* **TASK TO COMPLETE**
Where the data below has the string "workspace", return the whole line.

* **Stored data entries**
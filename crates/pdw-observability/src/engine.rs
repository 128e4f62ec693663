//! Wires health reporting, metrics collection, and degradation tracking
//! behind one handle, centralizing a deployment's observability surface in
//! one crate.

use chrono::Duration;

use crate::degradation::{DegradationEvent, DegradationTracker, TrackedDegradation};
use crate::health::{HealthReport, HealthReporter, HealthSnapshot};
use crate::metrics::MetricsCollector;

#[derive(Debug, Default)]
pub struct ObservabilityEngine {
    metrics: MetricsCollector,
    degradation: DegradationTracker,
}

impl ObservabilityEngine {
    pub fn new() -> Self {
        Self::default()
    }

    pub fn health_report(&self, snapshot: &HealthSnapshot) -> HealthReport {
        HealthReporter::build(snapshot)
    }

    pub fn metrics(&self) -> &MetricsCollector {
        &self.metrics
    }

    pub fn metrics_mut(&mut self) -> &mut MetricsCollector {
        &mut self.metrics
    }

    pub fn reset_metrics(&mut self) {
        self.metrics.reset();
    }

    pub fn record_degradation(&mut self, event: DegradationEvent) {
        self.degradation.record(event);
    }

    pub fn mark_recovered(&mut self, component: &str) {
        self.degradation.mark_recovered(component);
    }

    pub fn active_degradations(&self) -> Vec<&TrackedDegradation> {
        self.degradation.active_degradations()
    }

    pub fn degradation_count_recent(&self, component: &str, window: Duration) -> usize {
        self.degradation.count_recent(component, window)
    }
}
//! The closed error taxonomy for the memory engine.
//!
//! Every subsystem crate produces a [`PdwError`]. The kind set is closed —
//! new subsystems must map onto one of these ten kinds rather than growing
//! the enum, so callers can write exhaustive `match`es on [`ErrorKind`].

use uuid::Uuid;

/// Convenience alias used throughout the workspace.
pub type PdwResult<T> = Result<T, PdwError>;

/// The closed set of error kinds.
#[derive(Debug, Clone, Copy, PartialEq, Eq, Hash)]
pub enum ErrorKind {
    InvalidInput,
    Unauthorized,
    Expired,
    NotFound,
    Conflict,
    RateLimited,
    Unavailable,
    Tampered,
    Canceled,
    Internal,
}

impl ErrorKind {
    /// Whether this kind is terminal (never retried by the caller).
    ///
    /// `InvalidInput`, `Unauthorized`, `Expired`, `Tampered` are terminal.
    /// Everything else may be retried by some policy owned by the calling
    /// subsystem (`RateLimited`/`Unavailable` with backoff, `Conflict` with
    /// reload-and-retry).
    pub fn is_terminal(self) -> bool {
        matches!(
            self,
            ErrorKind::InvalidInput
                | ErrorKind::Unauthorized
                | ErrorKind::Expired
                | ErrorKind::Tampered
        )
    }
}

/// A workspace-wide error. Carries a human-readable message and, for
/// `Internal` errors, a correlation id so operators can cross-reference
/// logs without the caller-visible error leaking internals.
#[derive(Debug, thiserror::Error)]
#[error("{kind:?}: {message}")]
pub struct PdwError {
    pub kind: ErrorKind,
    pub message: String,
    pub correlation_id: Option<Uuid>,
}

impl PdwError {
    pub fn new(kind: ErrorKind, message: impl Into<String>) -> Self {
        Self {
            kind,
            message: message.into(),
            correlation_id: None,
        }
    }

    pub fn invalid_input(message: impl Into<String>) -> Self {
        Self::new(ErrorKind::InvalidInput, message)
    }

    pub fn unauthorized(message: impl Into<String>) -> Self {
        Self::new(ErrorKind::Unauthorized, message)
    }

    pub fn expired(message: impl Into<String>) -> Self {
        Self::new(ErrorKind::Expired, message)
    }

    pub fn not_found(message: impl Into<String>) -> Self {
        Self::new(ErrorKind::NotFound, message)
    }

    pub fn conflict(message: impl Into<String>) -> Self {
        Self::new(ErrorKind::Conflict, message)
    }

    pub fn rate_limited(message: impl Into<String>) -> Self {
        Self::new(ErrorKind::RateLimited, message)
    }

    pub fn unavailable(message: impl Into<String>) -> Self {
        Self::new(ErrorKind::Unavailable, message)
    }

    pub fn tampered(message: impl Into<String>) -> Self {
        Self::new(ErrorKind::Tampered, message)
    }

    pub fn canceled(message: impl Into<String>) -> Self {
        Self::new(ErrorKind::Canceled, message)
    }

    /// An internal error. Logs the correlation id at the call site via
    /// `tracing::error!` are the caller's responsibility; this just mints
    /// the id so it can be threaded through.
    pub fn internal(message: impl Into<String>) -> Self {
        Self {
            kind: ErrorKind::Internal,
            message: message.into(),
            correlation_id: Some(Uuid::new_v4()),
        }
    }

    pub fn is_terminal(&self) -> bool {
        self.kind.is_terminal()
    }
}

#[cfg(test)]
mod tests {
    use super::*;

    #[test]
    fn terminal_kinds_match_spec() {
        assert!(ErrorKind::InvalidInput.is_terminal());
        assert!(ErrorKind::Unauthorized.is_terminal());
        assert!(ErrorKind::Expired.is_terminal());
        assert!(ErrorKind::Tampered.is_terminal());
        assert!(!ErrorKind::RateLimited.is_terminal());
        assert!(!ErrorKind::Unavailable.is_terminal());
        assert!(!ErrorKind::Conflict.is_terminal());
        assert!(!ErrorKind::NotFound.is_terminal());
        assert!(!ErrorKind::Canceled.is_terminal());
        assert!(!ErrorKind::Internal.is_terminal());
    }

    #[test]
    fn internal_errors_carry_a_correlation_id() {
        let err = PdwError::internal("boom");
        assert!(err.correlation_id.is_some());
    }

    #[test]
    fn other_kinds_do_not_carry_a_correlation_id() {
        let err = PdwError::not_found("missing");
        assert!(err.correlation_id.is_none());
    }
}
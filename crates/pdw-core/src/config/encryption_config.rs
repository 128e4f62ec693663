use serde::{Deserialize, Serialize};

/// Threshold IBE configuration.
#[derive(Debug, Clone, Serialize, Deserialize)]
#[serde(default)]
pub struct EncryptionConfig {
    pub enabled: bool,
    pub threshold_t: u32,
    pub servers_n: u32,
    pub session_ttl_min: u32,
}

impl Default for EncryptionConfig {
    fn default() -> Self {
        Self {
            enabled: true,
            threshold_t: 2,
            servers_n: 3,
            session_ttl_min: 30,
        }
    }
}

---

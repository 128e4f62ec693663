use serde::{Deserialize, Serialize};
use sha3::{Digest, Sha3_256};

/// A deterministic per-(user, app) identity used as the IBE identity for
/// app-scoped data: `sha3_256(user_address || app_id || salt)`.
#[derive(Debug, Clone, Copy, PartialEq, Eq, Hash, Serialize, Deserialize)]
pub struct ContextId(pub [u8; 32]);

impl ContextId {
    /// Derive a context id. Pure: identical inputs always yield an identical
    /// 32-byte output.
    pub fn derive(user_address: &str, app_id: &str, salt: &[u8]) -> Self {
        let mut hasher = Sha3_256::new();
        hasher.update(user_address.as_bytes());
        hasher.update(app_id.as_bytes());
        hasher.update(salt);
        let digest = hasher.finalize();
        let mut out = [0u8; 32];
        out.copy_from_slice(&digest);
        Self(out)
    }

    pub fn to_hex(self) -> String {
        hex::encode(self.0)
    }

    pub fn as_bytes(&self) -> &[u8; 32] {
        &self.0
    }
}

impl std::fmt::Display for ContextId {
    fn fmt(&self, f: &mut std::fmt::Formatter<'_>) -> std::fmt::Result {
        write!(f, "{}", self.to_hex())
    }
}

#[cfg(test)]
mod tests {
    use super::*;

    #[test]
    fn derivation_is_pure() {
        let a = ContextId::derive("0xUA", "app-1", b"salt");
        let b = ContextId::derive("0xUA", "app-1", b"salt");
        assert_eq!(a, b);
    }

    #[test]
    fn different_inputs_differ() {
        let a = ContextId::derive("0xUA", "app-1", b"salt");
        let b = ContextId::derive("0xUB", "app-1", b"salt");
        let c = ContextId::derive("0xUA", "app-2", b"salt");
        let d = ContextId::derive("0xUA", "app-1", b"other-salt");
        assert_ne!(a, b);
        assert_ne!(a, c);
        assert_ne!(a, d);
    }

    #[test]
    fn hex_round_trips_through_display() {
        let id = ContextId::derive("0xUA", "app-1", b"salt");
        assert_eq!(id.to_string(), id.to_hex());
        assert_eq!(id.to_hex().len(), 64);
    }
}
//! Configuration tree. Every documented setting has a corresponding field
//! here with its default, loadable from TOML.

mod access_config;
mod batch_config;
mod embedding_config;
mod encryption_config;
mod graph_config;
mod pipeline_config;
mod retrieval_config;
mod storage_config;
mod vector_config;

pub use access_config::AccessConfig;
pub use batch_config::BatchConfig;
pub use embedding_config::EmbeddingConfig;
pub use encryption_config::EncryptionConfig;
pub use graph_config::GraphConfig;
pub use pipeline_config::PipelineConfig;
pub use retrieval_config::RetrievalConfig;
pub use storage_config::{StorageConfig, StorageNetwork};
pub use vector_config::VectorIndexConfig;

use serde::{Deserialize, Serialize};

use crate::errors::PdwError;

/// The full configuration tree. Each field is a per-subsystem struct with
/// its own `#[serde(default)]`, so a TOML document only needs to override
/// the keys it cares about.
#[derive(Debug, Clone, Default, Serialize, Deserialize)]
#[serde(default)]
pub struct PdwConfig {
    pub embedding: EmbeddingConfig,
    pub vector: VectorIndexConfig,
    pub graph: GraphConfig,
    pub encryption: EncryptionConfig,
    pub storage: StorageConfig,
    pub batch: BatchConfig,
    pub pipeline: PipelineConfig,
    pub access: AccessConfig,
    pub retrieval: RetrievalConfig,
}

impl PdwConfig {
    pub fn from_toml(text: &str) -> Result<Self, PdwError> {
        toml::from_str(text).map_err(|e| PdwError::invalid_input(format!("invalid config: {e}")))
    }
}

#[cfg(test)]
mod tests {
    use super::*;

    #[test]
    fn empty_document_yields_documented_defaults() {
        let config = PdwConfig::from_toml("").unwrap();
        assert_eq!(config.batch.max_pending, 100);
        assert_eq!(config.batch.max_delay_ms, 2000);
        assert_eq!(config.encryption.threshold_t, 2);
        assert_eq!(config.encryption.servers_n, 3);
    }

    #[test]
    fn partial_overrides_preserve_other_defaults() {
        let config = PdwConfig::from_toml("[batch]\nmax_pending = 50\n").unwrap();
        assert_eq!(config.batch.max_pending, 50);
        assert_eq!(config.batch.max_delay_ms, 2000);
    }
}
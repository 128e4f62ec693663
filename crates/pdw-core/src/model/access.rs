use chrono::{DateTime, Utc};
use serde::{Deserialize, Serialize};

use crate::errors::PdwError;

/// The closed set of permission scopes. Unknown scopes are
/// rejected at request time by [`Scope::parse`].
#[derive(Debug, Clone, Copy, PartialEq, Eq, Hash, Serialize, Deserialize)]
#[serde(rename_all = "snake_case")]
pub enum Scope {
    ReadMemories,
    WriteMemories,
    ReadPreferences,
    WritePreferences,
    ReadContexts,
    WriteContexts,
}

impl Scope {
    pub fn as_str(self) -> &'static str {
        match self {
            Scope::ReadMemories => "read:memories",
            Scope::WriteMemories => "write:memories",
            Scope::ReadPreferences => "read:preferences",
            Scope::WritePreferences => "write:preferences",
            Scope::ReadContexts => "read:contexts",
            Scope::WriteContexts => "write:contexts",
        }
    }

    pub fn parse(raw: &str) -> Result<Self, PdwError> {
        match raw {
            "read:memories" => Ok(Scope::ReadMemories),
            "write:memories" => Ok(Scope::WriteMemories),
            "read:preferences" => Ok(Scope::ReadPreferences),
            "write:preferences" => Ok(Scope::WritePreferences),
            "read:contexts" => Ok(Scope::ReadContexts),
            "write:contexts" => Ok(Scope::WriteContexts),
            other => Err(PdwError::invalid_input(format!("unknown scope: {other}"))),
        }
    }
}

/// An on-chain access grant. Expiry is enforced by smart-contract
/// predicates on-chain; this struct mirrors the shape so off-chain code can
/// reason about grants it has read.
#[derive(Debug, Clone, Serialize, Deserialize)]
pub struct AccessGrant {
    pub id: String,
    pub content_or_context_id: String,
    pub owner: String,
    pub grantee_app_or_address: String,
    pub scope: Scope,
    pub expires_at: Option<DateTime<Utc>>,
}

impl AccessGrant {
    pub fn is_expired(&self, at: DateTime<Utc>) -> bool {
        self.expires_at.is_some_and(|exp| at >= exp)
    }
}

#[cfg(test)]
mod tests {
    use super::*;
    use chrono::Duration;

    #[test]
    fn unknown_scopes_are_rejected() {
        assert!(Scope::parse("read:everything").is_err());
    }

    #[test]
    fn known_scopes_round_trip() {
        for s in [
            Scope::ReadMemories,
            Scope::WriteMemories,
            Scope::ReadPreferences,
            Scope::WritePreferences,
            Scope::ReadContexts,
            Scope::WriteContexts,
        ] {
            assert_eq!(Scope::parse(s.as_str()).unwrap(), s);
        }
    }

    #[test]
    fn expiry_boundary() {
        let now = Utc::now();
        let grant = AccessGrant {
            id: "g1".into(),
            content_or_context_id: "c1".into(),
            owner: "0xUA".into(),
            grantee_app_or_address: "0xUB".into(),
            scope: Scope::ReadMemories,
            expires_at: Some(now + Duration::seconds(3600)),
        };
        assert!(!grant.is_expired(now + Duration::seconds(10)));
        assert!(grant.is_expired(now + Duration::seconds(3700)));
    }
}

* **FINISHED TASK**
/// Convenience alias used throughout the workspace.
/// A workspace-wide error. Carries a human-readable message and, for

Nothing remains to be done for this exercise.